Characterization of murine CD70 by molecular cloning and mAb

CD27, a member of the tumor necrosis factor (TNF) receptor family, has been implicated in T cell activation, T cell development and T-dependent antibody production by B cells. Its ligand CD70 has been identified only in humans, and, thus, physiological and pathological roles of the CD70-CD27 interaction remain to be determined in an experimental animal system. In the present study, we identified murine (m) CD70 by molecular cloning, and characterized its expression and function by generating an anti-mCD70 mAb. The mCD70 cDNA encoded a type II transmembrane glycoprotein of the TNF family, having 56.5% identity to the human CD70 amino acid sequence.

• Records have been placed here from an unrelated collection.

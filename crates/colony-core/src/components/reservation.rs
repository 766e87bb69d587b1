//! Reservations
//!
//! The two claim shapes embedded in shared resources: an exclusive holder
//! (vehicle reservation, driver seat, maintenance, airlock operator,
//! medical aid) and a counted slot pool (garage bays, lab researchers).

/// A single-holder claim.
///
/// Acquiring twice with the same holder is a no-op success; a different
/// holder is refused until the claim is released.
#[derive(Debug, Clone, PartialEq, Eq)]
pub struct ExclusiveClaim<H> {
    holder: Option<H>,
}

impl<H> Default for ExclusiveClaim<H> {
    fn default() -> Self {
        Self { holder: None }
    }
}

impl<H: PartialEq + Clone> ExclusiveClaim<H> {
    pub fn new() -> Self {
        Self::default()
    }

    pub fn try_acquire(&mut self, holder: &H) -> bool {
        match &self.holder {
            Some(current) => current == holder,
            None => {
                self.holder = Some(holder.clone());
                true
            }
        }
    }

    /// Releases the claim if `holder` owns it. Returns whether it did.
    pub fn release(&mut self, holder: &H) -> bool {
        if self.is_held_by(holder) {
            self.holder = None;
            true
        } else {
            false
        }
    }

    pub fn holder(&self) -> Option<&H> {
        self.holder.as_ref()
    }

    pub fn is_held(&self) -> bool {
        self.holder.is_some()
    }

    pub fn is_held_by(&self, holder: &H) -> bool {
        self.holder.as_ref() == Some(holder)
    }
}

/// A counted pool of identical slots.
///
/// Never exceeds its capacity. Callers must pair every successful
/// `try_enter` with exactly one `leave`.
#[derive(Debug, Clone, PartialEq, Eq)]
pub struct SlotCounter {
    occupied: u32,
    capacity: u32,
}

impl SlotCounter {
    pub fn new(capacity: u32) -> Self {
        Self {
            occupied: 0,
            capacity,
        }
    }

    pub fn try_enter(&mut self) -> bool {
        if self.occupied < self.capacity {
            self.occupied += 1;
            true
        } else {
            false
        }
    }

    /// Frees one slot. Returns false (and changes nothing) when none is held.
    pub fn leave(&mut self) -> bool {
        if self.occupied == 0 {
            tracing::warn!(capacity = self.capacity, "slot released with no occupants");
            return false;
        }
        self.occupied -= 1;
        true
    }

    pub fn occupied(&self) -> u32 {
        self.occupied
    }

    pub fn capacity(&self) -> u32 {
        self.capacity
    }

    pub fn available(&self) -> u32 {
        self.capacity - self.occupied
    }

    pub fn is_full(&self) -> bool {
        self.occupied >= self.capacity
    }
}

#[cfg(test)]
mod tests {
    use super::*;

    #[test]
    fn test_exclusive_claim_refuses_second_holder() {
        let mut claim = ExclusiveClaim::new();
        assert!(claim.try_acquire(&"a"));
        assert!(claim.try_acquire(&"a"));
        assert!(!claim.try_acquire(&"b"));
        assert_eq!(claim.holder(), Some(&"a"));

        assert!(!claim.release(&"b"));
        assert!(claim.release(&"a"));
        assert!(!claim.is_held());
        assert!(claim.try_acquire(&"b"));
    }

    #[test]
    fn test_slot_counter_never_exceeds_capacity() {
        let mut slots = SlotCounter::new(2);
        assert!(slots.try_enter());
        assert!(slots.try_enter());
        assert!(!slots.try_enter());
        assert!(slots.is_full());
        assert_eq!(slots.occupied(), 2);

        assert!(slots.leave());
        assert_eq!(slots.available(), 1);
        assert!(slots.leave());
        assert!(!slots.leave());
        assert_eq!(slots.occupied(), 0);
    }
}
//! Malfunctions
//!
//! Per-entity damage and wear bookkeeping. Accidents add malfunctions,
//! repair work removes them, and maintenance resets wear.

use serde::{Deserialize, Serialize};

use crate::EPSILON;

/// Time since last maintenance at which wear condition reaches 0.
pub const WEAR_LIFETIME: f64 = 10_000.0;

/// Repair effort needed to fix an accident's damage.
const ACCIDENT_REPAIR_WORK: f64 = 20.0;

#[derive(Debug, Clone, PartialEq, Serialize, Deserialize)]
pub struct Malfunction {
    pub name: String,
    /// 1 to 100
    pub severity: u32,
    pub repair_work_required: f64,
    pub repair_work_completed: f64,
    pub affects_life_support: bool,
}

impl Malfunction {
    pub fn new(name: impl Into<String>, severity: u32, repair_work_required: f64) -> Self {
        Self {
            name: name.into(),
            severity: severity.clamp(1, 100),
            repair_work_required,
            repair_work_completed: 0.0,
            affects_life_support: false,
        }
    }

    pub fn affecting_life_support(mut self) -> Self {
        self.affects_life_support = true;
        self
    }

    pub fn remaining_work(&self) -> f64 {
        (self.repair_work_required - self.repair_work_completed).max(0.0)
    }

    pub fn is_fixed(&self) -> bool {
        self.remaining_work() < EPSILON
    }
}

#[derive(Debug, Clone)]
pub struct MalfunctionManager {
    malfunctions: Vec<Malfunction>,
    time_since_last_maintenance: f64,
    maintenance_work_required: f64,
    maintenance_work_completed: f64,
    accident_count: u32,
}

impl MalfunctionManager {
    pub fn new(maintenance_work_required: f64) -> Self {
        Self {
            malfunctions: Vec::new(),
            time_since_last_maintenance: 0.0,
            maintenance_work_required: maintenance_work_required.max(EPSILON),
            maintenance_work_completed: 0.0,
            accident_count: 0,
        }
    }

    pub fn has_malfunction(&self) -> bool {
        !self.malfunctions.is_empty()
    }

    pub fn has_life_support_fault(&self) -> bool {
        self.malfunctions.iter().any(|m| m.affects_life_support)
    }

    pub fn malfunctions(&self) -> &[Malfunction] {
        &self.malfunctions
    }

    pub fn add_malfunction(&mut self, malfunction: Malfunction) {
        self.malfunctions.push(malfunction);
    }

    /// Records accident damage caused while doing `activity`.
    pub fn trigger_accident(&mut self, activity: &str) {
        self.accident_count += 1;
        self.malfunctions.push(Malfunction::new(
            format!("Accident while {}", activity),
            20,
            ACCIDENT_REPAIR_WORK,
        ));
    }

    pub fn accident_count(&self) -> u32 {
        self.accident_count
    }

    pub fn time_passing(&mut self, time: f64) {
        if time.is_finite() && time > 0.0 {
            self.time_since_last_maintenance += time;
        }
    }

    pub fn time_since_last_maintenance(&self) -> f64 {
        self.time_since_last_maintenance
    }

    /// Test and setup hook for aging an entity.
    pub fn set_time_since_last_maintenance(&mut self, time: f64) {
        self.time_since_last_maintenance = time.max(0.0);
    }

    pub fn maintenance_work_remaining(&self) -> f64 {
        (self.maintenance_work_required - self.maintenance_work_completed).max(0.0)
    }

    /// Adds maintenance effort. Returns true when a full maintenance was
    /// completed, which resets wear.
    pub fn add_maintenance_work(&mut self, time: f64) -> bool {
        if !time.is_finite() || time <= 0.0 {
            return false;
        }
        self.maintenance_work_completed += time;
        if self.maintenance_work_completed >= self.maintenance_work_required - EPSILON {
            self.maintenance_work_completed = 0.0;
            self.time_since_last_maintenance = 0.0;
            true
        } else {
            false
        }
    }

    /// Applies repair effort to the oldest malfunction first. Fixed
    /// malfunctions are removed. Returns the effort left unused.
    pub fn add_repair_work(&mut self, time: f64) -> f64 {
        if !time.is_finite() || time <= 0.0 {
            return 0.0;
        }
        let mut left = time;
        while left > EPSILON {
            let Some(current) = self.malfunctions.first_mut() else {
                break;
            };
            let used = left.min(current.remaining_work());
            current.repair_work_completed += used;
            left -= used;
            if current.is_fixed() {
                let fixed = self.malfunctions.remove(0);
                tracing::debug!(malfunction = %fixed.name, "malfunction repaired");
            }
        }
        left.max(0.0)
    }

    /// Wear condition from 100 (fresh) down to 0 (worn out).
    pub fn wear_condition(&self) -> f64 {
        (100.0 * (1.0 - self.time_since_last_maintenance / WEAR_LIFETIME)).clamp(0.0, 100.0)
    }

    /// Environment weight for accident checks: 1.0 when fresh, up to 2.0
    /// when worn out.
    pub fn wear_accident_modifier(&self) -> f64 {
        1.0 + (100.0 - self.wear_condition()) / 100.0
    }
}

#[cfg(test)]
mod tests {
    use super::*;

    #[test]
    fn test_maintenance_resets_wear() {
        let mut manager = MalfunctionManager::new(50.0);
        manager.time_passing(5000.0);
        assert_eq!(manager.wear_condition(), 50.0);
        assert!((manager.wear_accident_modifier() - 1.5).abs() < 1e-9);

        assert!(!manager.add_maintenance_work(30.0));
        assert_eq!(manager.maintenance_work_remaining(), 20.0);
        assert!(manager.add_maintenance_work(20.0));
        assert_eq!(manager.time_since_last_maintenance(), 0.0);
        assert_eq!(manager.wear_condition(), 100.0);
    }

    #[test]
    fn test_repair_work_fixes_in_order() {
        let mut manager = MalfunctionManager::new(50.0);
        manager.trigger_accident("driving");
        manager.add_malfunction(Malfunction::new("Seal leak", 40, 10.0));
        assert!(manager.has_malfunction());
        assert_eq!(manager.accident_count(), 1);

        assert_eq!(manager.add_repair_work(25.0), 0.0);
        assert_eq!(manager.malfunctions().len(), 1);
        assert_eq!(manager.malfunctions()[0].name, "Seal leak");

        let left = manager.add_repair_work(20.0);
        assert!((left - 15.0).abs() < 1e-9);
        assert!(!manager.has_malfunction());
    }

    #[test]
    fn test_life_support_fault() {
        let mut manager = MalfunctionManager::new(10.0);
        manager.add_malfunction(Malfunction::new("Regulator", 60, 5.0).affecting_life_support());
        assert!(manager.has_life_support_fault());
    }
}
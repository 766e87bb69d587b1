//! Shared event types and serialization for the colony scheduler.
//!
//! This crate contains pure data structures with no simulation logic:
//! the simulated Mars clock, the events emitted for the display layer and
//! the read-only snapshots it renders from.

pub mod event;
pub mod snapshot;
pub mod timestamp;

// Re-export timestamp types
pub use timestamp::{MarsClock, ParseClockError, MILLISOLS_PER_SOL};

// Re-export event types
pub use event::{generate_event_id, EventKind, SimEvent};

// Re-export snapshot types
pub use snapshot::{
    generate_snapshot_id, AgentSnapshot, ColonySnapshot, MissionSnapshot, TaskSnapshot,
};
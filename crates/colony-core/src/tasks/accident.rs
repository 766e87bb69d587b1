//! Accident Checks
//!
//! Shared stochastic damage model for hands-on work. The chance per
//! millisol is `base * skill_modifier * phase_weight * environment_weight`;
//! low skill multiplies it, high skill divides it.

use colony_events::EventKind;

use crate::components::{AgentId, SkillType};
use crate::systems::TickContext;

/// Multiplier from the worker's effective skill level.
pub fn skill_modifier(skill: u32) -> f64 {
    if skill <= 3 {
        (4 - skill) as f64
    } else {
        1.0 / (skill as f64 - 2.0)
    }
}

pub fn accident_chance(base: f64, skill: u32, phase_weight: f64, environment_weight: f64) -> f64 {
    (base * skill_modifier(skill) * phase_weight * environment_weight).max(0.0)
}

/// What is being worked on and how risky the work is.
#[derive(Debug, Clone, Copy)]
pub struct HazardousWork<'a> {
    pub skill: SkillType,
    pub phase_weight: f64,
    pub environment_weight: f64,
    /// Name of the entity that takes the damage
    pub entity: &'a str,
    pub activity: &'a str,
}

/// Rolls for an accident over `time` millisols of work. On a hit the caller
/// triggers the accident on the entity being worked on; this records the
/// display event.
pub fn check_for_accident(
    agent: &AgentId,
    ctx: &mut TickContext<'_>,
    work: &HazardousWork<'_>,
    time: f64,
) -> bool {
    let Some(person) = ctx.person(agent) else {
        return false;
    };
    let skill = person
        .skills
        .effective_level(work.skill, person.performance());
    let chance = accident_chance(
        ctx.config.accidents.base_chance,
        skill,
        work.phase_weight,
        work.environment_weight,
    );
    if !ctx.rng.chance(chance * time) {
        return false;
    }
    tracing::info!(agent = %agent, entity = work.entity, activity = work.activity, "accident");
    ctx.emit(
        Some(agent),
        EventKind::Accident {
            entity: work.entity.to_string(),
            activity: work.activity.to_string(),
        },
    );
    true
}

#[cfg(test)]
mod tests {
    use super::*;
    use crate::tasks::test_support::{agent, colony, Harness};

    #[test]
    fn test_skill_modifier_table() {
        assert_eq!(skill_modifier(0), 4.0);
        assert_eq!(skill_modifier(3), 1.0);
        assert_eq!(skill_modifier(4), 0.5);
        assert_eq!(skill_modifier(6), 0.25);
    }

    #[test]
    fn test_accident_chance_combines_weights() {
        let chance = accident_chance(0.001, 0, 1.5, 2.0);
        assert!((chance - 0.012).abs() < 1e-12);
    }

    #[test]
    fn test_certain_accident_is_recorded() {
        let mut harness = Harness::new(colony(1));
        harness.config.accidents.base_chance = 1.0;
        let mut ctx = harness.ctx();
        let work = HazardousWork {
            skill: SkillType::Mechanics,
            phase_weight: 1.0,
            environment_weight: 1.0,
            entity: "rover_01",
            activity: "maintenance",
        };
        assert!(check_for_accident(&agent(1), &mut ctx, &work, 10.0));
        assert_eq!(harness.events.len(), 1);
        assert_eq!(harness.events[0].kind.name(), "accident");
    }

    #[test]
    fn test_zero_chance_never_fires() {
        let mut harness = Harness::new(colony(1));
        harness.config.accidents.base_chance = 0.0;
        let mut ctx = harness.ctx();
        let work = HazardousWork {
            skill: SkillType::Driving,
            phase_weight: 1.0,
            environment_weight: 1.0,
            entity: "rover_01",
            activity: "driving",
        };
        for _ in 0..100 {
            assert!(!check_for_accident(&agent(1), &mut ctx, &work, 10.0));
        }
    }
}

The mCd70 gene was assigned in the central region of chromosome 17. To explore the expression and function of mCD70, we generated cDNA transfectants and anti-mCD70 mAb (FR70), which inhibited binding of a murine CD27-Fc fusion protein (mCD27-Ig) to mCD70 transfectants. FR70, as well as mCD27-Ig, immunoprecipitated a 30-33 kDa surface protein from A20 and mCD70-P815 cells but not from P815 cells. The mCD70 transfectants exhibited a potent co-stimulatory activity for anti-CD3-stimulated T cell proliferation, which was blocked by FR70 far more efficiently than mCD27-Ig. FR70 also abrogated the CD28-independent co-stimulatory activity of A20 cells. The expression of mCD70 was detected on splenic T cells after stimulation with anti-CD3 and anti-CD28 mAb, and on splenic B cells after stimulation with anti-CD40 mAb. Cross-linking of surface Ig by anti-IgM mAb did not induce the mCD70 expression but enhanced the anti-CD40-induced mCD70 expression on splenic B cells. These results suggest a contribution of CD70 to murine T-B cognate interaction as proposed in the human system. FR70 will be useful for further investigating the physiological and pathological roles of the CD70-CD27 interaction in T cell development, T-dependent antibody production and various disease models in the murine system.